Ten days after the sign-up, 22 students went on the field trip, accompanied by myself and the teaching assistant. Local arrangements were made by Stephen Veit, Ph.D., and Richard Lesch, Ph.D., of the hospital staff, who also led the ward tours. Three days after the tour (a weekend and an examination intervened), the class made their ratings a second time. A total of 22 students who filled out both questionnaires did not go on the field trip.
Probably because the students were unfamiliar with the hospital, most ratings before the visit clustered around the scale midpoint (4.0). No ratings of patients averaged one scale value above or below the midpoint. Items that deviated one scale value above or below the midpoint were as follows: students expected the hospital to be large, old, orderly, clean, and calm, and they expected the hospital architecture to be old, orderly, clean, and calm.
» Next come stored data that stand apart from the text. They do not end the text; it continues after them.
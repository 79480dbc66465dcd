use axum::http::header::{
    ACCESS_CONTROL_ALLOW_HEADERS, ACCESS_CONTROL_ALLOW_METHODS, ACCESS_CONTROL_ALLOW_ORIGIN, InvalidHeaderValue,
};
use axum::http::{HeaderMap, HeaderValue};

pub const ALLOWED_METHODS: &str = "POST,OPTIONS";
pub const ALLOWED_HEADERS: &str = "Content-Type,X-Amz-Date,Authorization,X-Api-Key,X-Amz-Security-Token";

/// The fixed cross-origin permission headers carried by every response.
#[derive(Clone, Debug)]
pub struct CorsHeaders {
    origin: HeaderValue,
}

impl CorsHeaders {
    /// # Errors
    /// Returns an error if `origin` is not a valid header value.
    pub fn new(origin: &str) -> Result<Self, InvalidHeaderValue> {
        Ok(Self { origin: HeaderValue::from_str(origin)? })
    }

    pub fn apply(&self, headers: &mut HeaderMap) {
        headers.insert(ACCESS_CONTROL_ALLOW_ORIGIN, self.origin.clone());
        headers.insert(ACCESS_CONTROL_ALLOW_METHODS, HeaderValue::from_static(ALLOWED_METHODS));
        headers.insert(ACCESS_CONTROL_ALLOW_HEADERS, HeaderValue::from_static(ALLOWED_HEADERS));
    }

    #[must_use]
    pub fn to_header_map(&self) -> HeaderMap {
        let mut headers = HeaderMap::new();
        self.apply(&mut headers);
        headers
    }
}
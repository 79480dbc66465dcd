use crate::adapters::storage::{StoreError, SubmissionStore};
use crate::domain::submission::Submission;
use async_trait::async_trait;
use std::collections::HashMap;
use std::sync::{Mutex, PoisonError};
use uuid::Uuid;

/// Process-local store used for local runs and tests.
#[derive(Debug, Default)]
pub struct MemoryStore {
    records: Mutex<HashMap<Uuid, Submission>>,
}

impl MemoryStore {
    #[must_use]
    pub fn new() -> Self {
        Self::default()
    }

    #[must_use]
    pub fn get(&self, id: Uuid) -> Option<Submission> {
        self.records.lock().unwrap_or_else(PoisonError::into_inner).get(&id).cloned()
    }

    #[must_use]
    pub fn len(&self) -> usize {
        self.records.lock().unwrap_or_else(PoisonError::into_inner).len()
    }

    #[must_use]
    pub fn is_empty(&self) -> bool {
        self.len() == 0
    }
}

#[async_trait]
impl SubmissionStore for MemoryStore {
    async fn put(&self, submission: &Submission) -> Result<(), StoreError> {
        let mut records = self.records.lock().unwrap_or_else(PoisonError::into_inner);
        if records.contains_key(&submission.id()) {
            return Err(StoreError::Duplicate(submission.id()));
        }
        records.insert(submission.id(), submission.clone());
        Ok(())
    }
}

#[cfg(test)]
mod tests {
    use super::*;
    use crate::domain::submission::NOT_AVAILABLE;
    use time::OffsetDateTime;

    #[tokio::test]
    async fn test_put_then_get_reads_back_sentinels() {
        let store = MemoryStore::new();
        let submission = Submission::new("Ada", "ada@example.com", None, "Hello", None);

        store.put(&submission).await.unwrap();

        let stored = store.get(submission.id()).unwrap();
        assert_eq!(stored, submission);
        assert_eq!(stored.phone(), NOT_AVAILABLE);
    }

    #[tokio::test]
    async fn test_put_never_overwrites() {
        let store = MemoryStore::new();
        let id = Uuid::new_v4();
        let now = OffsetDateTime::now_utc();
        let first = Submission::with_identity(id, now, "Ada", "ada@example.com", None, "first", None);
        let second = Submission::with_identity(id, now, "Eve", "eve@example.com", None, "second", None);

        store.put(&first).await.unwrap();
        let err = store.put(&second).await.unwrap_err();

        assert!(matches!(err, StoreError::Duplicate(dup) if dup == id));
        assert_eq!(store.get(id).unwrap().message(), "first");
        assert_eq!(store.len(), 1);
    }
}
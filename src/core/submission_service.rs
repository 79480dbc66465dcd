use crate::adapters::notify::Notifier;
use crate::adapters::storage::SubmissionStore;
use crate::domain::submission::{ContactRequest, Submission};
use opentelemetry::{KeyValue, global, metrics::Counter};
use std::sync::Arc;
use uuid::Uuid;

pub const REQUIRED_FIELDS_MESSAGE: &str = "Name, email, and message are required.";
pub const ACCEPTED_MESSAGE: &str = "Form submitted successfully!";
pub const FAILED_MESSAGE: &str = "Failed to submit form.";

/// What became of one submission request. Mapped to a status and body at the
/// HTTP boundary.
#[derive(Debug, Clone, PartialEq, Eq)]
pub enum SubmissionOutcome {
    /// Record written and notification published.
    Accepted { submission_id: Uuid },
    /// Request failed validation. Nothing was written or published.
    Rejected { message: String },
    /// Parsing, the write, or the publish failed.
    Failed { message: String, error: String },
}

impl SubmissionOutcome {
    #[must_use]
    pub fn failed(error: impl std::fmt::Display) -> Self {
        Self::Failed { message: FAILED_MESSAGE.to_string(), error: error.to_string() }
    }

    const fn label(&self) -> &'static str {
        match self {
            Self::Accepted { .. } => "accepted",
            Self::Rejected { .. } => "rejected",
            Self::Failed { .. } => "failed",
        }
    }
}

#[derive(Clone, Debug)]
struct Metrics {
    submissions: Counter<u64>,
}

impl Metrics {
    fn new() -> Self {
        let meter = global::meter("folio-contact");
        Self {
            submissions: meter
                .u64_counter("contact_submissions_total")
                .with_description("Contact form submissions by outcome")
                .build(),
        }
    }
}

#[derive(Clone, Debug)]
pub struct SubmissionService {
    store: Arc<dyn SubmissionStore>,
    notifier: Arc<dyn Notifier>,
    metrics: Metrics,
}

impl SubmissionService {
    #[must_use]
    pub fn new(store: Arc<dyn SubmissionStore>, notifier: Arc<dyn Notifier>) -> Self {
        Self { store, notifier, metrics: Metrics::new() }
    }

    /// Validates, persists and announces one submission.
    ///
    /// Never fails: every error ends up in [`SubmissionOutcome::Failed`]. The
    /// write and the publish are not linked, so a publish failure leaves the
    /// record in place.
    #[tracing::instrument(skip_all, fields(submission_id = tracing::field::Empty))]
    pub async fn submit(&self, body: &[u8], source_address: Option<&str>) -> SubmissionOutcome {
        let outcome = self.process(body, source_address).await;
        self.metrics.submissions.add(1, &[KeyValue::new("outcome", outcome.label())]);
        outcome
    }

    async fn process(&self, body: &[u8], source_address: Option<&str>) -> SubmissionOutcome {
        let request = match serde_json::from_slice::<serde_json::Value>(body) {
            Ok(value) => ContactRequest::from_json(&value),
            Err(e) => {
                tracing::error!(error = %e, "Failed to parse submission body");
                return SubmissionOutcome::failed(e);
            }
        };

        let Some((name, email, message)) = request.required_fields() else {
            tracing::debug!("Submission is missing required fields");
            return SubmissionOutcome::Rejected { message: REQUIRED_FIELDS_MESSAGE.to_string() };
        };

        let submission = Submission::new(name, email, request.phone.as_deref(), message, source_address);
        tracing::Span::current().record("submission_id", tracing::field::display(submission.id()));

        if let Err(e) = self.store.put(&submission).await {
            tracing::error!(error = %e, "Failed to store submission");
            return SubmissionOutcome::failed(e);
        }
        tracing::info!("Submission stored");

        if let Err(e) = self.notifier.publish(&submission.notification()).await {
            tracing::warn!(error = %e, "Submission stored but notification was not sent");
            return SubmissionOutcome::failed(e);
        }
        tracing::info!("Submission notification published");

        SubmissionOutcome::Accepted { submission_id: submission.id() }
    }
}

#[cfg(test)]
mod tests {
    use super::*;
    use crate::adapters::notify::{MemoryNotifier, NotifyError};
    use crate::adapters::storage::{MemoryStore, StoreError};
    use crate::domain::submission::{NOT_AVAILABLE, Notification};
    use async_trait::async_trait;

    #[derive(Debug)]
    struct BrokenStore;

    #[async_trait]
    impl SubmissionStore for BrokenStore {
        async fn put(&self, _submission: &Submission) -> Result<(), StoreError> {
            Err(StoreError::Backend("ProvisionedThroughputExceededException".into()))
        }
    }

    #[derive(Debug)]
    struct BrokenNotifier;

    #[async_trait]
    impl Notifier for BrokenNotifier {
        async fn publish(&self, _notification: &Notification) -> Result<(), NotifyError> {
            Err(NotifyError::Publish("AuthorizationError".into()))
        }
    }

    fn service_with(store: Arc<dyn SubmissionStore>, notifier: Arc<dyn Notifier>) -> SubmissionService {
        SubmissionService::new(store, notifier)
    }

    #[tokio::test]
    async fn test_valid_submission_writes_and_publishes_once() {
        let store = Arc::new(MemoryStore::new());
        let notifier = Arc::new(MemoryNotifier::new());
        let service = service_with(store.clone(), notifier.clone());

        let outcome = service
            .submit(br#"{"name":"Ada","email":"ada@example.com","message":"Hello"}"#, Some("198.51.100.4"))
            .await;

        let SubmissionOutcome::Accepted { submission_id } = outcome else {
            panic!("expected accepted outcome, got {outcome:?}");
        };
        assert_eq!(store.len(), 1);
        let stored = store.get(submission_id).expect("record written under the returned id");
        assert_eq!(stored.phone(), NOT_AVAILABLE);
        assert_eq!(stored.source_address(), "198.51.100.4");

        let published = notifier.published();
        assert_eq!(published.len(), 1);
        assert!(published[0].body.contains(&submission_id.to_string()));
    }

    #[tokio::test]
    async fn test_missing_name_is_rejected_without_side_effects() {
        let store = Arc::new(MemoryStore::new());
        let notifier = Arc::new(MemoryNotifier::new());
        let service = service_with(store.clone(), notifier.clone());

        let outcome = service.submit(br#"{"email":"a@b.com","message":"hi"}"#, None).await;

        assert_eq!(outcome, SubmissionOutcome::Rejected { message: REQUIRED_FIELDS_MESSAGE.to_string() });
        assert!(store.is_empty());
        assert!(notifier.published().is_empty());
    }

    #[tokio::test]
    async fn test_empty_required_field_is_rejected() {
        let store = Arc::new(MemoryStore::new());
        let notifier = Arc::new(MemoryNotifier::new());
        let service = service_with(store.clone(), notifier.clone());

        let outcome = service.submit(br#"{"name":"Ada","email":"","message":"hi"}"#, None).await;

        assert!(matches!(outcome, SubmissionOutcome::Rejected { .. }));
        assert!(store.is_empty());
    }

    #[tokio::test]
    async fn test_valid_json_of_the_wrong_shape_is_rejected() {
        let store = Arc::new(MemoryStore::new());
        let notifier = Arc::new(MemoryNotifier::new());
        let service = service_with(store.clone(), notifier.clone());

        let bodies: [&[u8]; 4] = [b"[]", br#""hello""#, b"null", br#"{"name":5,"email":"a@b.com","message":"hi"}"#];
        for body in bodies {
            let outcome = service.submit(body, None).await;
            assert_eq!(outcome, SubmissionOutcome::Rejected { message: REQUIRED_FIELDS_MESSAGE.to_string() });
        }
        assert!(store.is_empty());
        assert!(notifier.published().is_empty());
    }

    #[tokio::test]
    async fn test_duplicate_keys_use_the_last_value() {
        let store = Arc::new(MemoryStore::new());
        let service = service_with(store.clone(), Arc::new(MemoryNotifier::new()));

        let outcome = service
            .submit(br#"{"name":"A","name":"B","email":"b@example.com","message":"hi"}"#, None)
            .await;

        let SubmissionOutcome::Accepted { submission_id } = outcome else {
            panic!("expected accepted outcome, got {outcome:?}");
        };
        assert_eq!(store.get(submission_id).map(|s| s.name().to_string()), Some("B".to_string()));
    }

    #[tokio::test]
    async fn test_malformed_body_is_an_internal_failure() {
        let store = Arc::new(MemoryStore::new());
        let notifier = Arc::new(MemoryNotifier::new());
        let service = service_with(store.clone(), notifier.clone());

        let outcome = service.submit(b"{not json", None).await;

        let SubmissionOutcome::Failed { message, error } = outcome else {
            panic!("expected failed outcome");
        };
        assert_eq!(message, FAILED_MESSAGE);
        assert!(!error.is_empty());
        assert!(store.is_empty());
        assert!(notifier.published().is_empty());
    }

    #[tokio::test]
    async fn test_store_failure_skips_publish() {
        let notifier = Arc::new(MemoryNotifier::new());
        let service = service_with(Arc::new(BrokenStore), notifier.clone());

        let outcome = service.submit(br#"{"name":"Ada","email":"ada@example.com","message":"Hello"}"#, None).await;

        let SubmissionOutcome::Failed { message, error } = outcome else {
            panic!("expected failed outcome");
        };
        assert_eq!(message, FAILED_MESSAGE);
        assert!(error.contains("ProvisionedThroughputExceededException"));
        assert!(notifier.published().is_empty());
    }

    #[tokio::test]
    async fn test_publish_failure_keeps_the_record() {
        let store = Arc::new(MemoryStore::new());
        let service = service_with(store.clone(), Arc::new(BrokenNotifier));

        let outcome = service.submit(br#"{"name":"Ada","email":"ada@example.com","message":"Hello"}"#, None).await;

        let SubmissionOutcome::Failed { error, .. } = outcome else {
            panic!("expected failed outcome");
        };
        assert!(error.contains("AuthorizationError"));
        assert_eq!(store.len(), 1);
    }
}
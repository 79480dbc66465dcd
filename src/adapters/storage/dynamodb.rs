use crate::adapters::storage::{StoreError, SubmissionStore};
use crate::domain::submission::Submission;
use async_trait::async_trait;
use aws_sdk_dynamodb::Client;
use aws_sdk_dynamodb::error::DisplayErrorContext;
use aws_sdk_dynamodb::types::AttributeValue;

#[derive(Clone, Debug)]
pub struct DynamoStore {
    client: Client,
    table: String,
}

impl DynamoStore {
    #[must_use]
    pub const fn new(client: Client, table: String) -> Self {
        Self { client, table }
    }
}

#[async_trait]
impl SubmissionStore for DynamoStore {
    async fn put(&self, submission: &Submission) -> Result<(), StoreError> {
        let id = submission.id();

        self.client
            .put_item()
            .table_name(&self.table)
            .item("submissionId", AttributeValue::S(id.to_string()))
            .item("timestamp", AttributeValue::S(submission.timestamp().to_string()))
            .item("name", AttributeValue::S(submission.name().to_string()))
            .item("email", AttributeValue::S(submission.email().to_string()))
            .item("phone", AttributeValue::S(submission.phone().to_string()))
            .item("message", AttributeValue::S(submission.message().to_string()))
            .item("ipAddress", AttributeValue::S(submission.source_address().to_string()))
            .condition_expression("attribute_not_exists(submissionId)")
            .send()
            .await
            .map_err(|e| {
                if e.as_service_error().is_some_and(|se| se.is_conditional_check_failed_exception()) {
                    return StoreError::Duplicate(id);
                }
                tracing::error!(error = %DisplayErrorContext(&e), table = %self.table, "DynamoDB put failed");
                StoreError::Backend(DisplayErrorContext(&e).to_string())
            })?;

        tracing::debug!(submission_id = %id, table = %self.table, "Submission written to DynamoDB");
        Ok(())
    }
}
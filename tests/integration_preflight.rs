#![allow(clippy::unwrap_used, clippy::missing_panics_doc, unreachable_pub)]
use reqwest::header::{ACCESS_CONTROL_ALLOW_HEADERS, ACCESS_CONTROL_ALLOW_METHODS, ACCESS_CONTROL_ALLOW_ORIGIN, CONTENT_TYPE};
use reqwest::{Method, StatusCode};

mod common;
use common::{MemoryApp, ORIGIN};

#[tokio::test]
async fn test_preflight_returns_no_content_with_cors_headers() {
    let harness = MemoryApp::spawn().await;

    let resp = harness
        .app
        .client
        .request(Method::OPTIONS, &harness.app.url)
        .header("Origin", ORIGIN)
        .header("Access-Control-Request-Method", "POST")
        .header("Access-Control-Request-Headers", "content-type")
        .send()
        .await
        .unwrap();

    assert_eq!(resp.status(), StatusCode::NO_CONTENT);
    let headers = resp.headers();
    assert_eq!(headers[ACCESS_CONTROL_ALLOW_ORIGIN], ORIGIN);
    assert_eq!(headers[ACCESS_CONTROL_ALLOW_METHODS], "POST,OPTIONS");
    assert_eq!(
        headers[ACCESS_CONTROL_ALLOW_HEADERS],
        "Content-Type,X-Amz-Date,Authorization,X-Api-Key,X-Amz-Security-Token"
    );
    assert!(headers.get(CONTENT_TYPE).is_none());
    assert!(resp.bytes().await.unwrap().is_empty());
}

#[tokio::test]
async fn test_preflight_is_idempotent_and_side_effect_free() {
    let harness = MemoryApp::spawn().await;

    for _ in 0..3 {
        let resp = harness
            .app
            .client
            .request(Method::OPTIONS, &harness.app.url)
            .body(r#"{"name":"Ada","email":"ada@example.com","message":"Hello"}"#)
            .send()
            .await
            .unwrap();
        assert_eq!(resp.status(), StatusCode::NO_CONTENT);
        assert_eq!(resp.headers()[ACCESS_CONTROL_ALLOW_ORIGIN], ORIGIN);
    }

    assert!(harness.store.is_empty());
    assert!(harness.notifier.published().is_empty());
}

#[tokio::test]
async fn test_responses_carry_request_id() {
    let harness = MemoryApp::spawn().await;

    let resp = harness
        .app
        .client
        .request(Method::OPTIONS, &harness.app.url)
        .header("x-request-id", "req-123")
        .send()
        .await
        .unwrap();

    assert_eq!(resp.headers()["x-request-id"], "req-123");
}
After students went on the tour, their views changed somewhat; they viewed the hospital as being significantly larger and calmer than they had expected, and they rated the patients as being significantly calmer and more orderly. There were no changes in ratings of hospital architecture.
On the second set of ratings, compared with students who did not go on the tour, those who went on the tour rated the hospital as being significantly larger, slower, quieter, and cleaner (p<.05) and marginally calmer and more orderly (p<.10); they rated the patients as being significantly calmer and more orderly and large (p<.05) (the last probably reflecting large numbers of patients) and rated the architecture as marginally calmer and more beautiful, strong, and orderly (p<.10).
There was no "madhouse image" before or after the tour. Hospital ambiance was perceived as calm, orderly, and clean, with an overall "good" rating both before and after the tour. On the basis of the students' ratings, the tour left students with a positive and realistic image of the hospital and its staff. Subsequent comments indicated that the students greatly appreciated the opportunity to see firsthand what they were reading about in their textbook and hearing about in lectures. Students were particularly impressed by the size of the institution, the staff-patient ratio of almost 2:1, the age of some buildings, the important role played by judicial commitment in hospital admissions, and the security measures required for the tour.
Dr. Sommer is distinguished professor of psychology emeritus at the Department of Psychology, University of California, Davis.